Task material below:

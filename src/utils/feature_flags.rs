pub fn is_truthy(value: impl AsRef<str>) -> bool {
    matches!(
        value.as_ref().trim().to_lowercase().as_str(),
        "1" | "true" | "yes" | "on"
    )
}

pub fn is_truthy_any_env(keys: &[&str]) -> bool {
    keys.iter()
        .any(|key| std::env::var(key).ok().map(is_truthy).unwrap_or(false))
}

pub fn is_in_memory_state_enabled() -> bool {
    is_truthy_any_env(&["GEOQUIZ_IN_MEMORY"])
}
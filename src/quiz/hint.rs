//! Graduated hints for one unresolved candidate at a time.
//!
//! Opening a hint shows the first two letters (a light hint). Revealing any
//! further letter, or the whole name, escalates the episode to a heavy hint.
//! The `ever_*` sets remember which names were hinted so the found list can
//! mark them; they survive `close` and are wiped on group change and reset.

use crate::constants::hints::{LIGHT_PREFIX_LEN, MASK_CHAR};
use crate::quiz::catalog::CandidateItem;
use crate::quiz::random::RandomSource;
use serde::{Deserialize, Serialize};
use std::collections::BTreeSet;
use thiserror::Error;

#[derive(Debug, Clone, Copy, PartialEq, Eq, Hash, Default, Serialize, Deserialize)]
#[serde(rename_all = "snake_case")]
pub enum HintLevel {
    #[default]
    None,
    Light,
    Heavy,
}

#[derive(Debug, Clone, PartialEq, Eq, Error)]
pub enum HintError {
    #[error("a hint is already open")]
    AlreadyActive,
    #[error("no unresolved candidates left to hint")]
    NoCandidates,
    #[error("no hint is open")]
    NotActive,
    #[error("the hinted name is already fully revealed")]
    FullyRevealed,
}

#[derive(Debug, Clone, PartialEq, Eq)]
struct ActiveHint {
    target: String,
    len: usize,
    revealed: usize,
    escalated: bool,
}

impl ActiveHint {
    fn level(&self) -> HintLevel {
        if self.escalated {
            HintLevel::Heavy
        } else {
            HintLevel::Light
        }
    }

    fn view(&self) -> HintView {
        let prefix: String = self.target.chars().take(self.revealed).collect();
        let mut masked = prefix.clone();
        masked.extend(std::iter::repeat(MASK_CHAR).take(self.len - self.revealed));
        HintView {
            target: self.target.clone(),
            revealed: self.revealed,
            len: self.len,
            prefix,
            masked,
            can_reveal_more: self.revealed < self.len,
            is_fully_revealed: self.revealed == self.len,
            level: self.level(),
        }
    }
}

#[derive(Debug, Clone, PartialEq, Eq, Serialize)]
pub struct HintView {
    pub target: String,
    pub revealed: usize,
    pub len: usize,
    pub prefix: String,
    pub masked: String,
    pub can_reveal_more: bool,
    pub is_fully_revealed: bool,
    pub level: HintLevel,
}

#[derive(Debug, Clone, Default)]
pub struct HintMachine {
    active: Option<ActiveHint>,
    ever_light: BTreeSet<String>,
    ever_heavy: BTreeSet<String>,
}

impl HintMachine {
    pub fn new() -> Self {
        Self::default()
    }

    pub fn is_active(&self) -> bool {
        self.active.is_some()
    }

    pub fn target(&self) -> Option<&str> {
        self.active.as_ref().map(|a| a.target.as_str())
    }

    /// Revealed prefix length; 0 while inactive.
    pub fn revealed(&self) -> usize {
        self.active.as_ref().map(|a| a.revealed).unwrap_or(0)
    }

    /// Classification a resolution of the target would get right now.
    pub fn current_level(&self) -> HintLevel {
        self.active
            .as_ref()
            .map(ActiveHint::level)
            .unwrap_or(HintLevel::None)
    }

    pub fn view(&self) -> Option<HintView> {
        self.active.as_ref().map(ActiveHint::view)
    }

    pub fn ever_light(&self) -> &BTreeSet<String> {
        &self.ever_light
    }

    pub fn ever_heavy(&self) -> &BTreeSet<String> {
        &self.ever_heavy
    }

    /// Picks a target uniformly from `pool` and shows the light prefix.
    pub fn open(
        &mut self,
        pool: &[&CandidateItem],
        rng: &mut dyn RandomSource,
    ) -> Result<HintView, HintError> {
        if self.active.is_some() {
            return Err(HintError::AlreadyActive);
        }
        if pool.is_empty() {
            return Err(HintError::NoCandidates);
        }
        let pick = rng.pick_index(pool.len()).min(pool.len() - 1);
        let target = pool[pick].canonical_name().to_string();
        let len = target.chars().count();
        let active = ActiveHint {
            revealed: LIGHT_PREFIX_LEN.min(len),
            len,
            escalated: false,
            target,
        };
        if !self.ever_heavy.contains(&active.target) {
            self.ever_light.insert(active.target.clone());
        }
        let view = active.view();
        self.active = Some(active);
        Ok(view)
    }

    pub fn reveal_next_letter(&mut self) -> Result<HintView, HintError> {
        let active = self.active.as_mut().ok_or(HintError::NotActive)?;
        if active.revealed >= active.len {
            return Err(HintError::FullyRevealed);
        }
        active.revealed += 1;
        if active.revealed > LIGHT_PREFIX_LEN {
            self.escalate();
        }
        self.view().ok_or(HintError::NotActive)
    }

    pub fn reveal_full(&mut self) -> Result<HintView, HintError> {
        let active = self.active.as_mut().ok_or(HintError::NotActive)?;
        active.revealed = active.len;
        self.escalate();
        self.view().ok_or(HintError::NotActive)
    }

    /// Ends the episode by handing the target over as a heavy resolution.
    pub fn direct_reveal(&mut self) -> Result<String, HintError> {
        if self.active.is_none() {
            return Err(HintError::NotActive);
        }
        self.escalate();
        let active = self.active.take().ok_or(HintError::NotActive)?;
        Ok(active.target)
    }

    /// Classifies a normal-path resolution of `name` and closes the episode
    /// when `name` is the hinted target. Other names resolve unaided.
    pub fn resolve(&mut self, name: &str) -> HintLevel {
        match &self.active {
            Some(active) if active.target == name => {
                let level = active.level();
                self.active = None;
                level
            }
            _ => HintLevel::None,
        }
    }

    /// Closes the popup; history is kept.
    pub fn close(&mut self) -> bool {
        self.active.take().is_some()
    }

    /// Closes any episode and forgets hint history (group change, reset).
    pub fn reset(&mut self) {
        self.active = None;
        self.ever_light.clear();
        self.ever_heavy.clear();
    }

    fn escalate(&mut self) {
        if let Some(active) = self.active.as_mut() {
            active.escalated = true;
            self.ever_light.remove(&active.target);
            self.ever_heavy.insert(active.target.clone());
        }
    }
}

End of Task material.

Identify the lines in the entries that hold "masked" and return each one.

        let mut masked = prefix.clone();
        masked.extend(std::iter::repeat(MASK_CHAR).take(self.len - self.revealed));
            masked,
    pub masked: String,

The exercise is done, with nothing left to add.